Fue la peor matanza de un tirador solitario en la historia de Texas. Y la quinta peor de Estados Unidos, apenas un mes después de la mayor: 58 masacrados en Las Vegas. En Sutherland, Devin P. Kelley disparó 450 balas. La policía cree que sus “problemas domésticos” fueron la espoleta de su cacería humana. Su suegra era asidua a esa iglesia. Ella no fue el domingo, pero sí la madre de la suegra, y fue uno de los cadáveres que dejó Kelley en su estallido de muerte. 

“Daba lástima verlo matar a los niños”

–Oye, ya es tarde –le dijo Joaquín a Rosana el domingo por la mañana.
–Tenemos que ir pues –asintió ella. Y salieron hacia la iglesia.
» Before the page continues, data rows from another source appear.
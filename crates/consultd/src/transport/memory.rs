//! In-process socket pair.
//!
//! [`pair`] returns the two halves a client task owns plus a [`MemoryPeer`]
//! playing the remote participant: it injects inbound frames, observes what
//! the daemon writes, and can hang up or fail the connection.

use async_trait::async_trait;
use serde::Serialize;
use tokio::sync::mpsc;

use super::{FrameReader, FrameWriter, TransportError};

/// What the daemon wrote to the socket, as seen by the peer.
#[derive(Debug, Clone, PartialEq, Eq)]
pub enum PeerEvent {
    Text(String),
    Ping,
    Closed,
}

/// Creates a connected reader/writer pair and its remote peer.
pub fn pair() -> (MemoryReader, MemoryWriter, MemoryPeer) {
    let (inbound_tx, inbound_rx) = mpsc::unbounded_channel();
    let (outbound_tx, outbound_rx) = mpsc::unbounded_channel();

    (
        MemoryReader { inbound: inbound_rx },
        MemoryWriter {
            outbound: outbound_tx,
            closed: false,
        },
        MemoryPeer {
            inbound: Some(inbound_tx),
            outbound: outbound_rx,
        },
    )
}

pub struct MemoryReader {
    inbound: mpsc::UnboundedReceiver<Result<String, TransportError>>,
}

pub struct MemoryWriter {
    outbound: mpsc::UnboundedSender<PeerEvent>,
    closed: bool,
}

#[async_trait]
impl FrameReader for MemoryReader {
    async fn recv(&mut self) -> Result<Option<String>, TransportError> {
        match self.inbound.recv().await {
            Some(Ok(text)) => Ok(Some(text)),
            Some(Err(e)) => Err(e),
            None => Ok(None),
        }
    }
}

#[async_trait]
impl FrameWriter for MemoryWriter {
    async fn send(&mut self, text: String) -> Result<(), TransportError> {
        if self.closed {
            return Err(TransportError::Closed);
        }
        self.outbound
            .send(PeerEvent::Text(text))
            .map_err(|_| TransportError::Closed)
    }

    async fn ping(&mut self) -> Result<(), TransportError> {
        if self.closed {
            return Err(TransportError::Closed);
        }
        self.outbound
            .send(PeerEvent::Ping)
            .map_err(|_| TransportError::Closed)
    }

    async fn close(&mut self) -> Result<(), TransportError> {
        if self.closed {
            return Ok(());
        }
        self.closed = true;
        // The peer may already be gone
        let _ = self.outbound.send(PeerEvent::Closed);
        Ok(())
    }
}

/// The remote end of an in-memory connection.
pub struct MemoryPeer {
    inbound: Option<mpsc::UnboundedSender<Result<String, TransportError>>>,
    outbound: mpsc::UnboundedReceiver<PeerEvent>,
}

impl MemoryPeer {
    /// Sends a raw text frame to the daemon. Returns false after hang-up.
    pub fn send_text(&self, text: impl Into<String>) -> bool {
        self.inbound
            .as_ref()
            .map(|tx| tx.send(Ok(text.into())).is_ok())
            .unwrap_or(false)
    }

    /// Serializes and sends a frame to the daemon.
    pub fn send_json<T: Serialize>(&self, frame: &T) -> bool {
        match serde_json::to_string(frame) {
            Ok(text) => self.send_text(text),
            Err(_) => false,
        }
    }

    /// Makes the daemon's next read fail with a transport error.
    pub fn fail(&self, reason: &str) -> bool {
        self.inbound
            .as_ref()
            .map(|tx| tx.send(Err(TransportError::Io(reason.to_string()))).is_ok())
            .unwrap_or(false)
    }

    /// Closes the peer's sending side; the daemon reads end-of-stream.
    pub fn hang_up(&mut self) {
        self.inbound = None;
    }

    /// Next event written by the daemon, or `None` once the writer is dropped.
    pub async fn next_event(&mut self) -> Option<PeerEvent> {
        self.outbound.recv().await
    }

    /// Next text frame, skipping pings. `None` once the daemon closed the socket.
    pub async fn recv_text(&mut self) -> Option<String> {
        loop {
            match self.outbound.recv().await? {
                PeerEvent::Text(text) => return Some(text),
                PeerEvent::Ping => continue,
                PeerEvent::Closed => return None,
            }
        }
    }

    /// Text frame already written, if any, without waiting.
    pub fn try_recv_text(&mut self) -> Option<String> {
        loop {
            match self.outbound.try_recv().ok()? {
                PeerEvent::Text(text) => return Some(text),
                PeerEvent::Ping => continue,
                PeerEvent::Closed => return None,
            }
        }
    }
}
//! Socket abstraction used by client tasks.
//!
//! A connection is split into a [`FrameReader`] owned by the read task and a
//! [`FrameWriter`] owned by the write task. Control frames (ping/pong) are
//! handled inside the adapters; the chat core only sees text frames.
//!
//! Two adapters ship with the daemon:
//! - [`ws`]: axum WebSocket halves
//! - [`memory`]: an in-process pair for embedding and tests

use async_trait::async_trait;
use thiserror::Error;

pub mod memory;
pub mod ws;

/// Errors raised by a socket half.
#[derive(Debug, Clone, Error, PartialEq, Eq)]
pub enum TransportError {
    #[error("connection closed")]
    Closed,

    #[error("transport error: {0}")]
    Io(String),

    #[error("unsupported frame: {0}")]
    Unsupported(String),
}

/// Receiving half of a participant socket.
#[async_trait]
pub trait FrameReader: Send + 'static {
    /// Waits for the next text frame. `Ok(None)` means the peer closed.
    async fn recv(&mut self) -> Result<Option<String>, TransportError>;
}

/// Sending half of a participant socket.
#[async_trait]
pub trait FrameWriter: Send + 'static {
    async fn send(&mut self, text: String) -> Result<(), TransportError>;

    /// Sends a keep-alive probe.
    async fn ping(&mut self) -> Result<(), TransportError>;

    /// Closes the socket. Further sends fail.
    async fn close(&mut self) -> Result<(), TransportError>;
}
Pero en la iglesia les esperaba el infierno. “Daba lástima ver cómo mataba a los niños”, dice Ramírez, sentado en el sofá de su hogar, una modesta cabina móvil con paredes de metal. “Primero mató a la gente que estaba a la entrada de la church [iglesia]. También mató a la hermana que estaba hablando de Dios. No recuerdo cómo se llamaba ella. La agarró así a quemarropa y tá-tá-tá-tá-tá. Los niños lloraban y el asesino se acercaba y les tiraba. Luego se fue a mano derecha de la iglesia contra todos los hermanos que estaban en ese lado y tá-tá-tá-tá-tá-tá, muertos todos. El esposo de otra hermana vio a su mujer muerta e intentó salir corriendo, pero antes de que llegara a la puerta lo alcanzó con las balas y quedó allí. Yo estaba a mano izquierda con mi mujer. Nosotros nos echamos al suelo. Solo pensábamos que íbamos a morir”.
Ellos sobrevivieron. Los Holcombe no. Es uno de los casos más brutales de la masacre. Una familia de ocho personas que acudió al servicio religioso. Murieron los ocho. Bryan y Karla Holcombe, un pastor y su esposa; su hijo Marc Daniel Holcombe; su nuera Crystal Holcombe, embarazada de ocho meses; y cuatro nietos, Greg, Megan, Emily y Noah. Todos los Holcombe asesinado a tiros por Devin P. Kelley.
Como siempre que hay una matanza por armas de fuego, en Estados Unidos el debate sobre su regulación entra en ebullición unos días hasta que se apaga sin que se pongan límites al suculento mercado de los instrumentos de matar. En la discusión nacional por el drama de Sutherland el presidente de Estados Unidos, Donald Trump, ha salido a dar su opinión afirmando que si hubiese más restricciones al acceso a las armas las matanzas serían peores, porque nadie podría defenderse. “En vez de 26 muertos [en Sutherland Springs] hubiéramos tenido cientos más”, dijo el mandatario. A Kelley lo detuvo un individuo que pasó por allí con un rifle y le disparó al verlo asomarse por la entrada de la iglesia. El monstruo de Sutherland recibió dos impactos de bala, arrojó su fusil al suelo, se subió a su coche y escapó del lugar. El hombre que le disparó se subió al vehículo de otra persona que estaba en el lugar y persiguieron a Kelley durante unos 10 minutos por pistas comarcales a más de 100 kilómetros hora y dando a la policía por teléfono indicaciones de su ruta hasta que el homicida se salió de la carretera. Al llegar, los agentes hallaron a Kelley muerto. Se había dado un tiro.
Sutherland Springs queda ya como uno de los puntos más negros de la incesante saga de los asesinatos masivos en Estados Unidos. “Este pueblito estará para siempre marcado por lo que pasó”, pensaba ayer al anochecer Robert, un vecino de la cercana ciudad de San Antonio, oteando desde lejos la iglesia acordonada. Un precioso crepúsculo de película de vaqueros caía sobre Sutherland. Sobre sus casas de madera, sobre sus caminos polvorientos, sobre sus vecinos, la mayoría mudos ante la prensa o encerrados en sus viviendas con las persianas bajadas. Y en su jardín, Joaquín Ramírez atendía al tercer grupo de reporteros en una hora. Una reportera de Telemundo se sentó junto a él a escucharlo bajo una sombrilla de colores. Joaquín repitió lo mismo que antes. Pero esta vez no mantuvo el gesto triste pero contenido. Esta vez rompió a llorar. Porque no esto no era el ocaso de un film del Far West. Era el inicio de una pesadilla que los va a perseguir –a él, a Rosana, al pueblo– toda su vida.